▶ [Activity]: Among the entries that follow, count the lines with the word "from" and report the number by itself.
^^^^
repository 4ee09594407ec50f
pub mod geometry;
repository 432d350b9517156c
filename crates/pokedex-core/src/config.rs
// ── Runtime loader configuration ──
//
// Describes *where* to fetch from and *how much*. Never touches disk:
// the config crate / CLI builds a `DexConfig` and hands it in.

use std::time::Duration;

use url::Url;

use crate::convert::DEFAULT_LOCALE;

pub use pokedex_api::DEFAULT_BASE_URL;

/// Number of entries in the reference catalog (the original 151).
pub const DEFAULT_LIMIT: u32 = 151;

#[derive(Debug, Clone)]
pub struct DexConfig {
    /// API root, e.g. `https://pokeapi.co/api/v2/`.
    pub base_url: Url,
    /// Catalog size requested from the index endpoint.
    pub limit: u32,
    /// Per-request timeout. `None` waits indefinitely.
    pub timeout: Option<Duration>,
    /// Language code used to pick flavor text and genus.
    pub locale: String,
}

impl DexConfig {
    /// Reference catalog settings against `base_url`.
    pub fn new(base_url: Url) -> Self {
        Self {
            base_url,
            limit: DEFAULT_LIMIT,
            timeout: None,
            locale: DEFAULT_LOCALE.to_owned(),
        }
    }
}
^^^^
▶ [Result of the task]: 2